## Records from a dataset
"""

//! Fixed-point propagation of edge signs over triangles.

use crate::error::Result;
use crate::graph::{Sign, SignedGraph};
use petgraph::graph::NodeIndex;
use std::collections::{BTreeMap, HashMap};

/// Canonical unordered edge key.
type EdgeKey = (NodeIndex, NodeIndex);

fn key(a: NodeIndex, b: NodeIndex) -> EdgeKey {
    if a < b {
        (a, b)
    } else {
        (b, a)
    }
}

/// Signs inferred for previously-unknown edges.
///
/// Contains only edges actually resolved to positive or negative;
/// edges the constraints could not reach are absent and counted by
/// [`unresolved`](Self::unresolved).
#[derive(Debug, Clone, Default, PartialEq)]
pub struct SignPrediction {
    inferred: BTreeMap<EdgeKey, Sign>,
    unresolved: usize,
}

impl SignPrediction {
    /// Inferred sign of the edge between `a` and `b`, if any.
    pub fn sign_of(&self, a: NodeIndex, b: NodeIndex) -> Option<Sign> {
        self.inferred.get(&key(a, b)).copied()
    }

    /// Number of edges resolved.
    pub fn len(&self) -> usize {
        self.inferred.len()
    }

    /// Whether nothing was resolved.
    pub fn is_empty(&self) -> bool {
        self.inferred.is_empty()
    }

    /// Unknown edges that no chain of triangle constraints reached.
    pub fn unresolved(&self) -> usize {
        self.unresolved
    }

    /// Iterate over `((a, b), sign)` resolutions in canonical pair order.
    pub fn iter(&self) -> impl Iterator<Item = (EdgeKey, Sign)> + '_ {
        self.inferred.iter().map(|(&pair, &sign)| (pair, sign))
    }

    /// Write the inferred signs into a copy of `graph`.
    ///
    /// The input graph is left untouched; the copy carries every
    /// resolution, with any remaining unknown edges still unknown.
    /// Intended for the graph the prediction was computed from — on a
    /// graph missing the predicted endpoints this fails with the usual
    /// construction errors.
    pub fn apply_to<N: Clone>(&self, graph: &SignedGraph<N>) -> Result<SignedGraph<N>> {
        let mut updated = graph.clone();
        for (&(a, b), &sign) in &self.inferred {
            updated.add_edge(a, b, sign)?;
        }
        Ok(updated)
    }
}

/// Fixed-point sign predictor.
///
/// Enumerates every triangle once, then repeatedly sweeps the
/// still-open triangles: a triangle with exactly two known signs
/// resolves its third to their product, and the resolution feeds later
/// triangles in the same sweep. Stops when a sweep resolves nothing.
/// Propagation is monotonic (a resolved edge is never un-resolved), so
/// it terminates by exhaustion; `max_rounds` is a defensive ceiling,
/// not a correctness requirement.
///
/// Deterministic and idempotent: the fixed point depends only on the
/// input graph. The caller's graph is never mutated — propagation works
/// on a private copy of the sign map.
#[derive(Debug, Clone)]
pub struct TriadPropagation {
    /// Ceiling on full sweeps.
    max_rounds: usize,
}

impl TriadPropagation {
    /// Create a predictor with the default round ceiling.
    pub fn new() -> Self {
        Self { max_rounds: 100 }
    }

    /// Set the sweep ceiling.
    pub fn with_max_rounds(mut self, max_rounds: usize) -> Self {
        self.max_rounds = max_rounds;
        self
    }

    /// Infer unknown signs in `graph` from its triangles.
    pub fn predict<N>(&self, graph: &SignedGraph<N>) -> SignPrediction {
        // Private working copy of the sign map.
        let mut signs: HashMap<EdgeKey, Sign> =
            graph.edges().map(|(a, b, s)| (key(a, b), s)).collect();

        // Each triangle once: anchored at its lowest node, with the
        // closing edge between the two higher neighbors present.
        let mut open: Vec<[EdgeKey; 3]> = Vec::new();
        for u in graph.node_indices() {
            let above: Vec<NodeIndex> = graph.neighbors(u).filter(|&v| v > u).collect();
            for i in 0..above.len() {
                for j in (i + 1)..above.len() {
                    let (a, b) = (above[i], above[j]);
                    if signs.contains_key(&key(a, b)) {
                        open.push([key(u, a), key(u, b), key(a, b)]);
                    }
                }
            }
        }

        let mut prediction = SignPrediction::default();
        for _round in 0..self.max_rounds {
            let mut resolved_any = false;
            open.retain(|triangle| {
                let mut unknown_slot = None;
                let mut product = Sign::Positive;
                for (slot, edge) in triangle.iter().enumerate() {
                    match signs.get(edge).copied().unwrap_or(Sign::Unknown) {
                        Sign::Unknown => {
                            if unknown_slot.replace(slot).is_some() {
                                // Two or more unknowns: still open.
                                return true;
                            }
                        }
                        known => product = product.product(known),
                    }
                }
                if let Some(slot) = unknown_slot {
                    let _ = signs.insert(triangle[slot], product);
                    let _ = prediction.inferred.insert(triangle[slot], product);
                    resolved_any = true;
                }
                // Fully known either way now; retire the triangle.
                false
            });
            if !resolved_any {
                break;
            }
        }

        prediction.unresolved = signs.values().filter(|s| !s.is_known()).count();
        prediction
    }
}

impl Default for TriadPropagation {
    fn default() -> Self {
        Self::new()
    }
}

"""

## Task brief
Exactly as they appear, write out the lines from the one containing "prediction.unresolved = signs.values().filter(|s|" through the final line of the entries above, both included.

## Written reply
        prediction.unresolved = signs.values().filter(|s| !s.is_known()).count();
        prediction
    }
}

impl Default for TriadPropagation {
    fn default() -> Self {
        Self::new()
    }
}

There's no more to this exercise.